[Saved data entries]
○ ○ ○ ○ ○
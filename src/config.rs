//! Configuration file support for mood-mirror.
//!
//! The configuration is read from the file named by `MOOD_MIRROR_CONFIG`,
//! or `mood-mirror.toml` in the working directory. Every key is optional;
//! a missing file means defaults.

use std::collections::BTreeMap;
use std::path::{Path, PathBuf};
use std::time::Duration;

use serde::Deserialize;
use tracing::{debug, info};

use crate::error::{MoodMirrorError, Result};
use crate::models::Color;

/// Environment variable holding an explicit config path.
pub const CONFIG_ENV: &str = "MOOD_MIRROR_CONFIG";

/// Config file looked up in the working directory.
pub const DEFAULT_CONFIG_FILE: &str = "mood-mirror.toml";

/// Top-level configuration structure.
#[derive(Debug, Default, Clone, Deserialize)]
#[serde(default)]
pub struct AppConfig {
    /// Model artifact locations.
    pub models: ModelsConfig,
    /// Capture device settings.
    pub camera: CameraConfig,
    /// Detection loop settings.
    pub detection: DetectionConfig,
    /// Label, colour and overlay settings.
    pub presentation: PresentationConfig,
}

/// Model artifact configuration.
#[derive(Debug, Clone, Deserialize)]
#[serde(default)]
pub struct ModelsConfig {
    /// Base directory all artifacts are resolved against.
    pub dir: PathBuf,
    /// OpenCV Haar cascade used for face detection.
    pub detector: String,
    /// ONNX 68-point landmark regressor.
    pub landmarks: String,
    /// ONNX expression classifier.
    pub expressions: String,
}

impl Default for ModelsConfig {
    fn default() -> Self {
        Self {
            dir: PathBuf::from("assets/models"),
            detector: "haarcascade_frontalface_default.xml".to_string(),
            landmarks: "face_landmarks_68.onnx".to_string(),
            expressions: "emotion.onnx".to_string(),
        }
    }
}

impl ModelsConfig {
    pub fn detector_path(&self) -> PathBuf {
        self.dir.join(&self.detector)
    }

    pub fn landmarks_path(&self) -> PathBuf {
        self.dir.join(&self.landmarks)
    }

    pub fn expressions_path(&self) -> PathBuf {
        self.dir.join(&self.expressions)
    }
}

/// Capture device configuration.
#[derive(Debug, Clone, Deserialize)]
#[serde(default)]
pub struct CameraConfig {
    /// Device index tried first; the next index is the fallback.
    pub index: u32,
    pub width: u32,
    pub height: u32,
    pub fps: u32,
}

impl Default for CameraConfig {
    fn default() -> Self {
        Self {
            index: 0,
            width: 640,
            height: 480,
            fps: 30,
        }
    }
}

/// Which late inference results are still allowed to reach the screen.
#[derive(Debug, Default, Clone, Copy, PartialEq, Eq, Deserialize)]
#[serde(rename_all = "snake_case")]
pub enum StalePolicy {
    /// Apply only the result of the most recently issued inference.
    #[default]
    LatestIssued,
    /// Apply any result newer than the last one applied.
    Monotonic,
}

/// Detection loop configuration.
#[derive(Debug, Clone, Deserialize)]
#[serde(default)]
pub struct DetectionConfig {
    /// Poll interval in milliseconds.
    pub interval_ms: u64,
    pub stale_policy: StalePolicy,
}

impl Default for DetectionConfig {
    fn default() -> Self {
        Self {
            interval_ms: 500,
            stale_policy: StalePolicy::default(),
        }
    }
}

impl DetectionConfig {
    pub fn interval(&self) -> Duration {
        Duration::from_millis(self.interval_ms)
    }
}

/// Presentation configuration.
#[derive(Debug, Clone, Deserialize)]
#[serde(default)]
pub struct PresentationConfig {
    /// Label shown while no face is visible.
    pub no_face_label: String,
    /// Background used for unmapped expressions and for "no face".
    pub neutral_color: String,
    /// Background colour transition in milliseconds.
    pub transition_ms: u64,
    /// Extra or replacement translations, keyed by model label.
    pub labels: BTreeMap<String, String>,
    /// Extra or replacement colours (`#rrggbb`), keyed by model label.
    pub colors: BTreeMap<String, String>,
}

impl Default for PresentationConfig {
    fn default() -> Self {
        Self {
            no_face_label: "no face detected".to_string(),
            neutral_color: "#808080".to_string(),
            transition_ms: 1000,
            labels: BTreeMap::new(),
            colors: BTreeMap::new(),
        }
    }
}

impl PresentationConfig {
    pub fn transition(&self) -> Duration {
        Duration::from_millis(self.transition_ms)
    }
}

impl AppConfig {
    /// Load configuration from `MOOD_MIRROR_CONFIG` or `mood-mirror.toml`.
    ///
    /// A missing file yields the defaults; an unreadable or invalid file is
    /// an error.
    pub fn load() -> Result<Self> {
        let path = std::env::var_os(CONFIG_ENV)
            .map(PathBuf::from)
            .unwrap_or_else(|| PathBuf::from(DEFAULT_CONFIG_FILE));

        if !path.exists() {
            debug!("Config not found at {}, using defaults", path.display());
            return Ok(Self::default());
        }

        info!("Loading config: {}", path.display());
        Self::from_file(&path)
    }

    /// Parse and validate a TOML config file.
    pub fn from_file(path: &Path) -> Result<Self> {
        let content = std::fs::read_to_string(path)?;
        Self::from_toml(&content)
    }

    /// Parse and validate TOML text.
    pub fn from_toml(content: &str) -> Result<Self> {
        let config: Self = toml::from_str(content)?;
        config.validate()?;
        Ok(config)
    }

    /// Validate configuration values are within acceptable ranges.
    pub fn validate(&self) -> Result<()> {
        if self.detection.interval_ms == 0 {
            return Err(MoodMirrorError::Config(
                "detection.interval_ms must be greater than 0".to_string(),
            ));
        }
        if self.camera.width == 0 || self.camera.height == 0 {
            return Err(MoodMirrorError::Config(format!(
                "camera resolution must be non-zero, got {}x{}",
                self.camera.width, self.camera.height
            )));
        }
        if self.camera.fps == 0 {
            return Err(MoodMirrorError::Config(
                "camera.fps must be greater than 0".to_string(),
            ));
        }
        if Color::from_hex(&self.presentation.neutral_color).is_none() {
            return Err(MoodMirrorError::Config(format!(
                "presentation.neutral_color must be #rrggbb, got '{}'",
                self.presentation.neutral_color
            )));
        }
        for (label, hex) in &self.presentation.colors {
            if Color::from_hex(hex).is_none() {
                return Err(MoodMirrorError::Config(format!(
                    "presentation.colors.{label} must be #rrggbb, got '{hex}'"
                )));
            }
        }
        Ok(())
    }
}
○ ○ ○ ○ ○
Copy every record exactly, with nothing added or dropped.

filename src/config.rs
//! Configuration file support for mood-mirror.
//!
//! The configuration is read from the file named by `MOOD_MIRROR_CONFIG`,
//! or `mood-mirror.toml` in the working directory. Every key is optional;
//! a missing file means defaults.

use std::collections::BTreeMap;
use std::path::{Path, PathBuf};
use std::time::Duration;

use serde::Deserialize;
use tracing::{debug, info};

use crate::error::{MoodMirrorError, Result};
use crate::models::Color;

/// Environment variable holding an explicit config path.
pub const CONFIG_ENV: &str = "MOOD_MIRROR_CONFIG";

/// Config file looked up in the working directory.
pub const DEFAULT_CONFIG_FILE: &str = "mood-mirror.toml";

/// Top-level configuration structure.
#[derive(Debug, Default, Clone, Deserialize)]
#[serde(default)]
pub struct AppConfig {
    /// Model artifact locations.
    pub models: ModelsConfig,
    /// Capture device settings.
    pub camera: CameraConfig,
    /// Detection loop settings.
    pub detection: DetectionConfig,
    /// Label, colour and overlay settings.
    pub presentation: PresentationConfig,
}

/// Model artifact configuration.
#[derive(Debug, Clone, Deserialize)]
#[serde(default)]
pub struct ModelsConfig {
    /// Base directory all artifacts are resolved against.
    pub dir: PathBuf,
    /// OpenCV Haar cascade used for face detection.
    pub detector: String,
    /// ONNX 68-point landmark regressor.
    pub landmarks: String,
    /// ONNX expression classifier.
    pub expressions: String,
}

impl Default for ModelsConfig {
    fn default() -> Self {
        Self {
            dir: PathBuf::from("assets/models"),
            detector: "haarcascade_frontalface_default.xml".to_string(),
            landmarks: "face_landmarks_68.onnx".to_string(),
            expressions: "emotion.onnx".to_string(),
        }
    }
}

impl ModelsConfig {
    pub fn detector_path(&self) -> PathBuf {
        self.dir.join(&self.detector)
    }

    pub fn landmarks_path(&self) -> PathBuf {
        self.dir.join(&self.landmarks)
    }

    pub fn expressions_path(&self) -> PathBuf {
        self.dir.join(&self.expressions)
    }
}

/// Capture device configuration.
#[derive(Debug, Clone, Deserialize)]
#[serde(default)]
pub struct CameraConfig {
    /// Device index tried first; the next index is the fallback.
    pub index: u32,
    pub width: u32,
    pub height: u32,
    pub fps: u32,
}

impl Default for CameraConfig {
    fn default() -> Self {
        Self {
            index: 0,
            width: 640,
            height: 480,
            fps: 30,
        }
    }
}

/// Which late inference results are still allowed to reach the screen.
#[derive(Debug, Default, Clone, Copy, PartialEq, Eq, Deserialize)]
#[serde(rename_all = "snake_case")]
pub enum StalePolicy {
    /// Apply only the result of the most recently issued inference.
    #[default]
    LatestIssued,
    /// Apply any result newer than the last one applied.
    Monotonic,
}

/// Detection loop configuration.
#[derive(Debug, Clone, Deserialize)]
#[serde(default)]
pub struct DetectionConfig {
    /// Poll interval in milliseconds.
    pub interval_ms: u64,
    pub stale_policy: StalePolicy,
}

impl Default for DetectionConfig {
    fn default() -> Self {
        Self {
            interval_ms: 500,
            stale_policy: StalePolicy::default(),
        }
    }
}

impl DetectionConfig {
    pub fn interval(&self) -> Duration {
        Duration::from_millis(self.interval_ms)
    }
}

/// Presentation configuration.
#[derive(Debug, Clone, Deserialize)]
#[serde(default)]
pub struct PresentationConfig {
    /// Label shown while no face is visible.
    pub no_face_label: String,
    /// Background used for unmapped expressions and for "no face".
    pub neutral_color: String,
    /// Background colour transition in milliseconds.
    pub transition_ms: u64,
    /// Extra or replacement translations, keyed by model label.
    pub labels: BTreeMap<String, String>,
    /// Extra or replacement colours (`#rrggbb`), keyed by model label.
    pub colors: BTreeMap<String, String>,
}

impl Default for PresentationConfig {
    fn default() -> Self {
        Self {
            no_face_label: "no face detected".to_string(),
            neutral_color: "#808080".to_string(),
            transition_ms: 1000,
            labels: BTreeMap::new(),
            colors: BTreeMap::new(),
        }
    }
}

impl PresentationConfig {
    pub fn transition(&self) -> Duration {
        Duration::from_millis(self.transition_ms)
    }
}

impl AppConfig {
    /// Load configuration from `MOOD_MIRROR_CONFIG` or `mood-mirror.toml`.
    ///
    /// A missing file yields the defaults; an unreadable or invalid file is
    /// an error.
    pub fn load() -> Result<Self> {
        let path = std::env::var_os(CONFIG_ENV)
            .map(PathBuf::from)
            .unwrap_or_else(|| PathBuf::from(DEFAULT_CONFIG_FILE));

        if !path.exists() {
            debug!("Config not found at {}, using defaults", path.display());
            return Ok(Self::default());
        }

        info!("Loading config: {}", path.display());
        Self::from_file(&path)
    }

    /// Parse and validate a TOML config file.
    pub fn from_file(path: &Path) -> Result<Self> {
        let content = std::fs::read_to_string(path)?;
        Self::from_toml(&content)
    }

    /// Parse and validate TOML text.
    pub fn from_toml(content: &str) -> Result<Self> {
        let config: Self = toml::from_str(content)?;
        config.validate()?;
        Ok(config)
    }

    /// Validate configuration values are within acceptable ranges.
    pub fn validate(&self) -> Result<()> {
        if self.detection.interval_ms == 0 {
            return Err(MoodMirrorError::Config(
                "detection.interval_ms must be greater than 0".to_string(),
            ));
        }
        if self.camera.width == 0 || self.camera.height == 0 {
            return Err(MoodMirrorError::Config(format!(
                "camera resolution must be non-zero, got {}x{}",
                self.camera.width, self.camera.height
            )));
        }
        if self.camera.fps == 0 {
            return Err(MoodMirrorError::Config(
                "camera.fps must be greater than 0".to_string(),
            ));
        }
        if Color::from_hex(&self.presentation.neutral_color).is_none() {
            return Err(MoodMirrorError::Config(format!(
                "presentation.neutral_color must be #rrggbb, got '{}'",
                self.presentation.neutral_color
            )));
        }
        for (label, hex) in &self.presentation.colors {
            if Color::from_hex(hex).is_none() {
                return Err(MoodMirrorError::Config(format!(
                    "presentation.colors.{label} must be #rrggbb, got '{hex}'"
                )));
            }
        }
        Ok(())
    }
}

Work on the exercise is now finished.